L’asistematicità del diritto attuale rende lo strumento induttivo più difficile, ma se anche lo si applicasse al caso di specie e si intendesse concludere che il diritto tributario e il suo processo ne escono sminuiti dalla sentenza n. 189 in commento, non cambierebbe la realtà di un principio che, per garantire la miglior tutela al contribuente, è riuscito a mettere in ginocchio la Corte di cassazione con un arretrato di sette mila processi.
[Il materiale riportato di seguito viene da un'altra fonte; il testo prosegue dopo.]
//! The application root that owns every long-lived component.

use crate::backup::{BackupConfig, BackupOrchestrator, DumpDialect, ProcessRunner, ToolRunner};
use crate::cache::{CacheDeps, CacheSet, ReloadSummary, RestaurantCache, ReviewCache};
use crate::change_feed::ChangeFeed;
use crate::concurrency::{ErrorSink, Executors, ScheduledHandle};
use crate::config::Config;
use crate::consistency::RatingSync;
use crate::error::{CoreError, CoreResult};
use crate::handle::PersistenceHandle;
use crate::snapshot::{ExportReport, ImportReport};
use crate::stats::Statistics;
use bistro_store::StoreBackend;
use parking_lot::Mutex;
use std::path::Path;
use std::sync::atomic::{AtomicBool, Ordering};
use std::sync::Arc;

/// Builder for [`AppContext`].
pub struct AppContextBuilder {
    backend: Arc<dyn StoreBackend>,
    dialect: Arc<dyn DumpDialect>,
    config: Config,
    backup_config: BackupConfig,
    runner: Option<Arc<dyn ToolRunner>>,
}

impl AppContextBuilder {
    /// Sets the runtime configuration.
    #[must_use]
    pub fn config(mut self, config: Config) -> Self {
        self.config = config;
        self
    }

    /// Sets the backup configuration.
    #[must_use]
    pub fn backup_config(mut self, config: BackupConfig) -> Self {
        self.backup_config = config;
        self
    }

    /// Replaces the process runner used for external tools.
    #[must_use]
    pub fn runner(mut self, runner: Arc<dyn ToolRunner>) -> Self {
        self.runner = Some(runner);
        self
    }

    /// Starts the pools and wires the components. Nothing is opened yet.
    pub fn build(self) -> CoreResult<Arc<AppContext>> {
        let config = Arc::new(self.config);
        let executors = Arc::new(Executors::new(&config)?);
        let handle = Arc::new(PersistenceHandle::new(self.backend, &config));
        let feed = Arc::new(ChangeFeed::with_max_history(config.change_history));
        let caches = CacheSet::new(CacheDeps {
            handle: Arc::clone(&handle),
            executors: Arc::clone(&executors),
            feed: Arc::clone(&feed),
            config: Arc::clone(&config),
        });
        let runner = self
            .runner
            .unwrap_or_else(|| Arc::new(ProcessRunner::new()));
        let backup = Arc::new(BackupOrchestrator::new(
            self.backup_config,
            self.dialect,
            runner,
            Arc::clone(&handle),
            Arc::clone(&executors),
            caches.clone(),
        ));

        Ok(Arc::new(AppContext {
            config,
            executors,
            handle,
            feed,
            caches,
            backup,
            refresh: Mutex::new(None),
            shut_down: AtomicBool::new(false),
        }))
    }
}

/// Owns the pools, the persistence handle, the caches and the backup
/// orchestrator.
///
/// There is one context per application, constructed at the root and
/// shared by `Arc`. Components receive their collaborators from here
/// instead of reaching for globals.
pub struct AppContext {
    config: Arc<Config>,
    executors: Arc<Executors>,
    handle: Arc<PersistenceHandle>,
    feed: Arc<ChangeFeed>,
    caches: CacheSet,
    backup: Arc<BackupOrchestrator>,
    refresh: Mutex<Option<ScheduledHandle>>,
    shut_down: AtomicBool,
}

impl AppContext {
    /// Starts a builder over a store backend and its dump dialect.
    pub fn builder(
        backend: Arc<dyn StoreBackend>,
        dialect: Arc<dyn DumpDialect>,
    ) -> AppContextBuilder {
        AppContextBuilder {
            backend,
            dialect,
            config: Config::default(),
            backup_config: BackupConfig::default(),
            runner: None,
        }
    }

    /// Opens the store, loads both caches and starts the periodic refresh
    /// if one is configured.
    pub fn open(&self) -> CoreResult<ReloadSummary> {
        self.handle.open()?;
        let summary = self.caches.reload_all()?;
        tracing::info!(
            restaurants = summary.restaurants,
            reviews = summary.reviews,
            ratings_fixed = summary.ratings_fixed,
            "context opened"
        );

        if let Some(interval) = self.config.refresh_interval {
            let mut refresh = self.refresh.lock();
            if refresh.is_none() {
                let caches = self.caches.clone();
                let backup = Arc::clone(&self.backup);
                *refresh = Some(self.executors.scheduler().schedule_at_fixed_rate(
                    "cache refresh",
                    interval,
                    interval,
                    move || {
                        if backup.is_busy() {
                            tracing::debug!("skipping cache refresh during backup or restore");
                            return;
                        }
                        if let Err(e) = caches.reload_all() {
                            tracing::warn!(error = %e, "periodic cache refresh failed");
                        }
                    },
                )?);
            }
        }
        Ok(summary)
    }

    /// Stops the refresh, closes the handle and shuts the pools down.
    ///
    /// Idempotent. Returns false if some pool did not stop in time.
    pub fn shutdown(&self) -> bool {
        if self.shut_down.swap(true, Ordering::SeqCst) {
            return true;
        }
        if let Some(refresh) = self.refresh.lock().take() {
            refresh.cancel();
        }
        self.handle.close();
        let clean = self.executors.shutdown(self.config.shutdown_timeout);
        tracing::info!(clean, "context shut down");
        clean
    }

    /// Runtime configuration.
    pub fn config(&self) -> &Config {
        &self.config
    }

    /// The restaurant cache.
    pub fn restaurants(&self) -> &Arc<RestaurantCache> {
        &self.caches.restaurants
    }

    /// The review cache.
    pub fn reviews(&self) -> &Arc<ReviewCache> {
        &self.caches.reviews
    }

    /// Rating recomputation.
    pub fn ratings(&self) -> &Arc<RatingSync> {
        &self.caches.ratings
    }

    /// Both caches.
    pub fn caches(&self) -> &CacheSet {
        &self.caches
    }

    /// Change notifications.
    pub fn feed(&self) -> &Arc<ChangeFeed> {
        &self.feed
    }

    /// The persistence handle.
    pub fn handle(&self) -> &Arc<PersistenceHandle> {
        &self.handle
    }

    /// Worker pools.
    pub fn executors(&self) -> &Arc<Executors> {
        &self.executors
    }

    /// Backup and restore.
    pub fn backup(&self) -> &Arc<BackupOrchestrator> {
        &self.backup
    }

    /// Failures from background work.
    pub fn errors(&self) -> &Arc<ErrorSink> {
        self.executors.errors()
    }

    /// Writes both caches to a JSON snapshot file.
    pub fn export_snapshot(&self, path: impl AsRef<Path>) -> CoreResult<ExportReport> {
        self.caches.export_snapshot(path.as_ref())
    }

    /// Replaces all data with a JSON snapshot file.
    ///
    /// Refused while a backup or restore is running.
    pub fn import_snapshot(&self, path: impl AsRef<Path>) -> CoreResult<ImportReport> {
        if self.backup.is_busy() {
            return Err(CoreError::invalid_operation(
                "cannot import while a backup or restore is running",
            ));
        }
        self.caches.import_snapshot(path.as_ref())
    }

    /// Counts and rating figures over the cached data.
    pub fn statistics(&self) -> Statistics {
        Statistics::collect(&self.caches)
    }
}

impl Drop for AppContext {
    fn drop(&mut self) {
        self.shutdown();
    }
}

impl std::fmt::Debug for AppContext {
    fn fmt(&self, f: &mut std::fmt::Formatter<'_>) -> std::fmt::Result {
        f.debug_struct("AppContext")
            .field("handle", &self.handle)
            .field("restaurants", &self.caches.restaurants)
            .field("reviews", &self.caches.reviews)
            .field("backup", &self.backup)
            .finish()
    }
}

#[cfg(test)]
mod tests {
    use super::*;
    use crate::backup::SqliteDialect;
    use crate::HandleState;
    use bistro_store::{MemoryBackend, Rating, Restaurant};
    use std::time::Duration;

    fn context(backend: &MemoryBackend) -> Arc<AppContext> {
        AppContext::builder(
            Arc::new(backend.clone()),
            Arc::new(SqliteDialect::new("unused.db")),
        )
        .config(Config::fast())
        .build()
        .unwrap()
    }

    #[test]
    fn open_loads_existing_rows() {
        let backend = MemoryBackend::new();
        let ctx = context(&backend);
        ctx.open().unwrap();
        ctx.restaurants()
            .add(Restaurant::new("Cafe X", "Downtown").unwrap())
            .unwrap();
        ctx.reviews()
            .add("Cafe X", Rating::new(4).unwrap(), "good")
            .unwrap();
        ctx.shutdown();

        let reopened = context(&backend);
        let summary = reopened.open().unwrap();
        assert_eq!(summary.restaurants, 1);
        assert_eq!(summary.reviews, 1);
        assert_eq!(reopened.restaurants().get("Cafe X").unwrap().rating(), 4.0);
    }

    #[test]
    fn shutdown_is_idempotent_and_closes_handle() {
        let ctx = context(&MemoryBackend::new());
        ctx.open().unwrap();
        assert!(ctx.shutdown());
        assert!(ctx.shutdown());
        assert_eq!(ctx.handle().state(), HandleState::Closed);
    }

    #[test]
    fn periodic_refresh_picks_up_external_rows() {
        let backend = MemoryBackend::new();
        let ctx = AppContext::builder(
            Arc::new(backend.clone()),
            Arc::new(SqliteDialect::new("unused.db")),
        )
        .config(Config::fast().refresh_interval(Some(Duration::from_millis(50))))
        .build()
        .unwrap();
        ctx.open().unwrap();

        let mut tables = backend.snapshot();
        tables.restaurant_seq += 1;
        let id = bistro_store::RestaurantId::new(tables.restaurant_seq);
        tables.restaurants.insert(
            id,
            Restaurant::from_stored(id, "Outside".into(), "Elsewhere".into(), 0.0).unwrap(),
        );
        backend.replace(tables);

        let deadline = std::time::Instant::now() + Duration::from_secs(5);
        while !ctx.restaurants().contains("Outside") {
            assert!(std::time::Instant::now() < deadline, "refresh never ran");
            std::thread::sleep(Duration::from_millis(20));
        }
    }
}
//! CLI command implementations.

pub mod backup;
pub mod reconcile;
pub mod restaurant;
pub mod review;
pub mod snapshot;
pub mod stats;

use serde::Serialize;

/// How results are printed.
#[derive(Debug, Clone, Copy, PartialEq, Eq)]
pub enum Output {
    /// Human-readable text.
    Text,
    /// Pretty-printed JSON.
    Json,
}

impl Output {
    /// Parses the `--format` flag. Anything but `json` is text.
    pub fn parse(format: &str) -> Self {
        match format {
            "json" => Self::Json,
            _ => Self::Text,
        }
    }

    /// Prints `value` as JSON, or calls `text` for text output.
    pub fn emit<T: Serialize>(
        self,
        value: &T,
        text: impl FnOnce(&T),
    ) -> Result<(), Box<dyn std::error::Error>> {
        match self {
            Self::Json => println!("{}", serde_json::to_string_pretty(value)?),
            Self::Text => text(value),
        }
        Ok(())
    }
}

/// Refuses a destructive action unless `--yes` was given.
pub fn require_confirmation(yes: bool, action: &str) -> Result<(), Box<dyn std::error::Error>> {
    if yes {
        Ok(())
    } else {
        Err(format!("{action} is destructive; re-run with --yes to confirm").into())
    }
}

#[cfg(test)]
mod tests {
    use super::*;

    #[test]
    fn unknown_formats_fall_back_to_text() {
        assert_eq!(Output::parse("json"), Output::Json);
        assert_eq!(Output::parse("text"), Output::Text);
        assert_eq!(Output::parse("yaml"), Output::Text);
    }

    #[test]
    fn destructive_actions_need_yes() {
        assert!(require_confirmation(true, "x").is_ok());
        let err = require_confirmation(false, "deleting a backup").unwrap_err();
        assert!(err.to_string().contains("--yes"));
    }
}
Se lo scopo è stato appunto la miglior tutela del contribuente, la sentenza n. 189 è coerente con l’obiettivo che impone anche la salvezza del maggior numero di ricorsi, restringendo gli automatismi della inammissibilità.
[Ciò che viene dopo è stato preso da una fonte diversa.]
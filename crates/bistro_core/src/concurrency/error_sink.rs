//! Central sink for failures that have no caller to return to.

use chrono::{DateTime, Utc};
use parking_lot::Mutex;
use std::collections::VecDeque;
use std::sync::atomic::{AtomicU64, Ordering};

/// A failure recorded by the sink.
#[derive(Debug, Clone, PartialEq, Eq)]
pub struct TaskFailure {
    /// Name of the task or step that failed.
    pub task: String,
    /// Human-readable cause.
    pub message: String,
    /// When the failure was recorded.
    pub at: DateTime<Utc>,
}

/// Collects failures from background tasks and best-effort steps.
///
/// Every report is logged at `error` level and kept in a bounded ring so
/// a UI or test can inspect recent failures.
#[derive(Debug)]
pub struct ErrorSink {
    recent: Mutex<VecDeque<TaskFailure>>,
    capacity: usize,
    total: AtomicU64,
}

impl Default for ErrorSink {
    fn default() -> Self {
        Self::with_capacity(256)
    }
}

impl ErrorSink {
    /// Creates a sink keeping the last `capacity` failures.
    #[must_use]
    pub fn with_capacity(capacity: usize) -> Self {
        Self {
            recent: Mutex::new(VecDeque::with_capacity(capacity.min(1024))),
            capacity: capacity.max(1),
            total: AtomicU64::new(0),
        }
    }

    /// Records a failure.
    pub fn report(&self, task: &str, message: impl Into<String>) {
        let failure = TaskFailure {
            task: task.to_string(),
            message: message.into(),
            at: Utc::now(),
        };
        tracing::error!(task = %failure.task, error = %failure.message, "task failed");
        self.total.fetch_add(1, Ordering::Relaxed);
        let mut recent = self.recent.lock();
        if recent.len() == self.capacity {
            recent.pop_front();
        }
        recent.push_back(failure);
    }

    /// Failures still held, oldest first.
    pub fn recent(&self) -> Vec<TaskFailure> {
        self.recent.lock().iter().cloned().collect()
    }

    /// Total failures reported since creation.
    pub fn total(&self) -> u64 {
        self.total.load(Ordering::Relaxed)
    }

    /// Removes and returns all held failures.
    pub fn drain(&self) -> Vec<TaskFailure> {
        self.recent.lock().drain(..).collect()
    }
}

#[cfg(test)]
mod tests {
    use super::*;

    #[test]
    fn ring_is_bounded() {
        let sink = ErrorSink::with_capacity(2);
        sink.report("a", "one");
        sink.report("b", "two");
        sink.report("c", "three");

        let recent = sink.recent();
        assert_eq!(recent.len(), 2);
        assert_eq!(recent[0].task, "b");
        assert_eq!(recent[1].message, "three");
        assert_eq!(sink.total(), 3);

        assert_eq!(sink.drain().len(), 2);
        assert!(sink.recent().is_empty());
    }
}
La sentenza ha sollevato critiche soprattutto da parte di avvocati, ai quali dà un preciso seppur indiretto messaggio: quando l’avvocato assume la funzione di patrono tributario deve convincersi che la “dignità tecnica” non è inferiore a quella aulica e che è solo coerente con la constatazione che dei tre giudici solo il presidente deve essere togato, gli altri sono tecnici o laici. Semmai il rango aulico sarà ripreso nel terzo grado di giudizio, con buona pace della Corte di cassazione, che lamenta sovraccarichi di lavoro per cause in gran numero prive di ogni fondamento e, quindi nonostante il grado supremo, senza “dignità”.

La verità è meno stupefacente, se si constata che il processo tributario è e deve essere “diverso” da quello del rito civile e l’errore è semmai proprio in quel rinvio formale dell’art. 1, comma 2, del D.Lgs. 546, che poteva essere evitato, perché anche per constatazione a posteriori si può affermare che il D.Lgs. basta da solo a regolare il processo tributario.
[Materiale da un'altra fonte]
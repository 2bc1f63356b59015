//! Restaurant cache keyed by name.

use super::base::{CacheCore, SyncStatus};
use super::review::ReviewCache;
use super::{on_constraint, CacheDeps};
use crate::change_feed::{ChangeKind, EntityKind};
use crate::concurrency::{LockRank, TaskHandle};
use crate::error::{CoreError, CoreResult};
use bistro_store::{Restaurant, RestaurantId, ReviewId};
use std::sync::{Arc, OnceLock, Weak};

/// Write-through cache of restaurants keyed by their unique name.
///
/// # Example
///
/// ```rust,ignore
/// let saved = ctx.restaurants().add(Restaurant::new("Cafe X", "Downtown")?)?;
/// assert!(ctx.restaurants().add(Restaurant::new("Cafe X", "Uptown")?).is_err());
/// ```
pub struct RestaurantCache {
    core: CacheCore<String, Restaurant>,
    reviews: OnceLock<Weak<ReviewCache>>,
}

impl RestaurantCache {
    /// Creates an empty cache.
    pub fn new(deps: CacheDeps) -> Self {
        Self {
            core: CacheCore::new(EntityKind::Restaurant, LockRank::Restaurant, deps),
            reviews: OnceLock::new(),
        }
    }

    pub(crate) fn core(&self) -> &CacheCore<String, Restaurant> {
        &self.core
    }

    /// Links the review cache used for cascading deletes.
    pub(crate) fn attach_reviews(&self, reviews: &Arc<ReviewCache>) {
        if self.reviews.set(Arc::downgrade(reviews)).is_err() {
            tracing::warn!("review cache already attached");
        }
    }

    /// Adds a new restaurant.
    ///
    /// Fails with [`CoreError::DuplicateKey`] if the name is taken; the
    /// cache is left unchanged. Returns the saved restaurant with its id.
    pub fn add(&self, restaurant: Restaurant) -> CoreResult<Restaurant> {
        let name = restaurant.name().to_string();
        let mut map = self.core.write();
        if map.contains_key(&name) {
            return Err(CoreError::duplicate(EntityKind::Restaurant, name));
        }

        let id = self
            .core
            .in_transaction(|tx| tx.insert_restaurant(&restaurant))
            .map_err(|e| on_constraint(e, || CoreError::duplicate(EntityKind::Restaurant, &name)))?;

        let mut saved = restaurant;
        saved.assign_id(id);
        map.insert(name.clone(), saved.clone());
        drop(map);

        tracing::info!(restaurant = %name, %id, "restaurant added");
        self.core.emit(ChangeKind::Insert, name);
        Ok(saved)
    }

    /// Applies the name and location of `edited` to the stored record.
    ///
    /// The record is found by id, or by name when `edited` has no id. The
    /// stored rating is kept. A rename moves the map entry to the new key.
    pub fn update(&self, edited: &Restaurant) -> CoreResult<Restaurant> {
        let mut map = self.core.write();

        let lookup_key = edited
            .id()
            .map_or_else(|| edited.name().to_string(), |id| id.to_string());
        let current = self
            .core
            .query(|s| match edited.id() {
                Some(id) => s.restaurant_by_id(id),
                None => s.restaurant_by_name(edited.name()),
            })?
            .ok_or_else(|| CoreError::not_found(EntityKind::Restaurant, &lookup_key))?;

        let previous = current.name().to_string();
        let mut next = current.clone();
        next.rename(edited.name())?;
        next.relocate(edited.location())?;
        if next == current {
            return Ok(current);
        }

        let renamed = next.name() != previous;
        if renamed && map.contains_key(next.name()) {
            return Err(CoreError::duplicate(EntityKind::Restaurant, next.name()));
        }

        self.core
            .in_transaction(|tx| tx.update_restaurant(&next))
            .map_err(|e| {
                on_constraint(e, || CoreError::duplicate(EntityKind::Restaurant, next.name()))
            })?;

        map.remove(&previous);
        map.insert(next.name().to_string(), next.clone());
        drop(map);

        tracing::info!(restaurant = %next.name(), renamed, "restaurant updated");
        self.core.emit(
            ChangeKind::Update {
                previous_key: renamed.then_some(previous),
            },
            next.name(),
        );
        Ok(next)
    }

    /// Deletes a restaurant and all of its reviews.
    ///
    /// Takes the review cache lock before its own, so the cascade is
    /// atomic with respect to review mutations. Returns how many reviews
    /// were removed.
    pub fn delete(&self, name: &str) -> CoreResult<usize> {
        let reviews = self.reviews.get().and_then(Weak::upgrade);
        let mut review_map = reviews.as_ref().map(|r| r.core().write());
        let mut map = self.core.write();

        let id = map
            .get(name)
            .ok_or_else(|| CoreError::not_found(EntityKind::Restaurant, name))?
            .id()
            .ok_or_else(|| {
                CoreError::invalid_operation(format!("cached restaurant '{name}' has no id"))
            })?;

        let (removed_rows, existed) = self.core.in_transaction(|tx| {
            let removed = tx.delete_reviews_for(id)?;
            let existed = tx.delete_restaurant(id)?;
            Ok((removed, existed))
        })?;
        if !existed {
            tracing::warn!(restaurant = %name, "restaurant row was already gone from the store");
        }

        map.remove(name);
        let dropped: Vec<ReviewId> = match review_map.as_mut() {
            Some(reviews) => {
                let ids: Vec<ReviewId> = reviews
                    .iter()
                    .filter(|(_, r)| r.restaurant_id() == id)
                    .map(|(rid, _)| *rid)
                    .collect();
                for rid in &ids {
                    reviews.remove(rid);
                }
                ids
            }
            None => Vec::new(),
        };
        drop(map);
        drop(review_map);

        tracing::info!(restaurant = %name, reviews = removed_rows, "restaurant deleted");
        if let Some(reviews) = reviews.as_ref() {
            for rid in &dropped {
                reviews.core().emit(ChangeKind::Delete, rid.to_string());
            }
        }
        self.core.emit(ChangeKind::Delete, name);
        Ok(removed_rows)
    }

    /// Looks up a restaurant by name.
    pub fn get(&self, name: &str) -> Option<Restaurant> {
        self.core.map().with_read(|m| m.get(name).cloned())
    }

    /// Looks up a restaurant by id.
    pub fn find_by_id(&self, id: RestaurantId) -> Option<Restaurant> {
        self.core
            .map()
            .with_read(|m| m.values().find(|r| r.id() == Some(id)).cloned())
    }

    /// Id of the restaurant called `name`.
    pub fn id_of(&self, name: &str) -> Option<RestaurantId> {
        self.get(name).and_then(|r| r.id())
    }

    /// Returns true if a restaurant called `name` is cached.
    pub fn contains(&self, name: &str) -> bool {
        self.core.map().with_read(|m| m.contains_key(name))
    }

    /// Snapshot of all restaurants, ordered by name.
    pub fn list(&self) -> Vec<Restaurant> {
        self.core.values()
    }

    /// Number of cached restaurants.
    pub fn len(&self) -> usize {
        self.core.len()
    }

    /// Returns true if no restaurants are cached.
    pub fn is_empty(&self) -> bool {
        self.len() == 0
    }

    /// Replaces the map with the store's current rows.
    pub fn reload(&self) -> CoreResult<usize> {
        self.core.reload(|s| {
            Ok(s.restaurants()?
                .into_iter()
                .map(|r| (r.name().to_string(), r))
                .collect())
        })
    }

    /// Runs [`reload`](Self::reload) on the general pool.
    pub fn reload_async(self: &Arc<Self>) -> CoreResult<TaskHandle<usize>> {
        let this = Arc::clone(self);
        self.core
            .deps
            .executors
            .general()
            .spawn("reload restaurants", move || this.reload())
    }

    /// Outcome of the last reload.
    pub fn sync_status(&self) -> SyncStatus {
        self.core.status()
    }

    /// Writes a recomputed rating if it differs by more than `epsilon`.
    ///
    /// Returns false if the restaurant is not cached or the rating was
    /// already current.
    pub(crate) fn apply_rating(
        &self,
        id: RestaurantId,
        rating: f64,
        epsilon: f64,
    ) -> CoreResult<bool> {
        let mut map = self.core.write();
        let Some(current) = map.values().find(|r| r.id() == Some(id)).cloned() else {
            return Ok(false);
        };
        if (current.rating() - rating).abs() <= epsilon {
            return Ok(false);
        }

        let mut next = current;
        next.set_rating(rating);
        self.core.in_transaction(|tx| tx.update_restaurant(&next))?;
        let name = next.name().to_string();
        tracing::debug!(restaurant = %name, rating = next.rating(), "rating updated");
        map.insert(name.clone(), next);
        drop(map);

        self.core.emit(ChangeKind::Update { previous_key: None }, name);
        Ok(true)
    }
}

impl std::fmt::Debug for RestaurantCache {
    fn fmt(&self, f: &mut std::fmt::Formatter<'_>) -> std::fmt::Result {
        f.debug_struct("RestaurantCache")
            .field("len", &self.len())
            .field("status", &self.sync_status())
            .finish()
    }
}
La sentenza n. 189 sembra aprire anche il problema della sua validità generale. Si è sostenuto che si tratta di una “decisione interpretativa di rigetto” e come tale applicabile al “solo giudizio a quo“. A parte la mania classificatoria per cui meriti di esistere solo ciò che è suscettibile di immissione in uno dei tanti cassetti di un casellario, mania che i giuristi italiani farebbero bene a sostituire con un maggior senso pragmatico, resta la considerazione che è difficile, quale sia l’autorevolezza della dottrina che sostiene la tesi, accettare che una sentenza della Corte costituzionale possa valere solo in un caso di specie. Una sentenza di quella Corte è sempre quanto meno interpretativa della costituzionalità di una norma. Se no, bisognerebbe riqualificare la Corte come organo di appello delle sentenze di legittimità della cassazione, ciò che sarebbe insostenibile sotto qualsiasi profilo.

Allora, la conclusione non può che essere nel senso che la sentenza n. 189 ha valenza generale e sancisce l’illegittimità delle pronunzie di inammissibilità prima che siano esauriti i termini fissati dal giudice per l’integrazione dei ricorsi.

 

Pietro Bonazza


[1] La modificazione non è solo questione formale. Si veda, per esempio, la sentenza della Commissione regionale per la Lombardia, 6.11.2001, n. 462/1/2001, in tema di “giudizio di ottemperanza” applicabile a giudicati che abbiano la natura di “sentenza”.

[2] Si veda di F. Antolisei, “Manuale di diritto penale”, Milano, 2000, pag. 18.

[3] Si veda di Valdo Azzoni, “Ricorso sottoscritto dal contribuente e non dal difensore per liti di valore superiore a cinque milioni. È sanabile il vizio“, in “Boll. Trib.”, n. 15-16 del 2000, pag. 1191.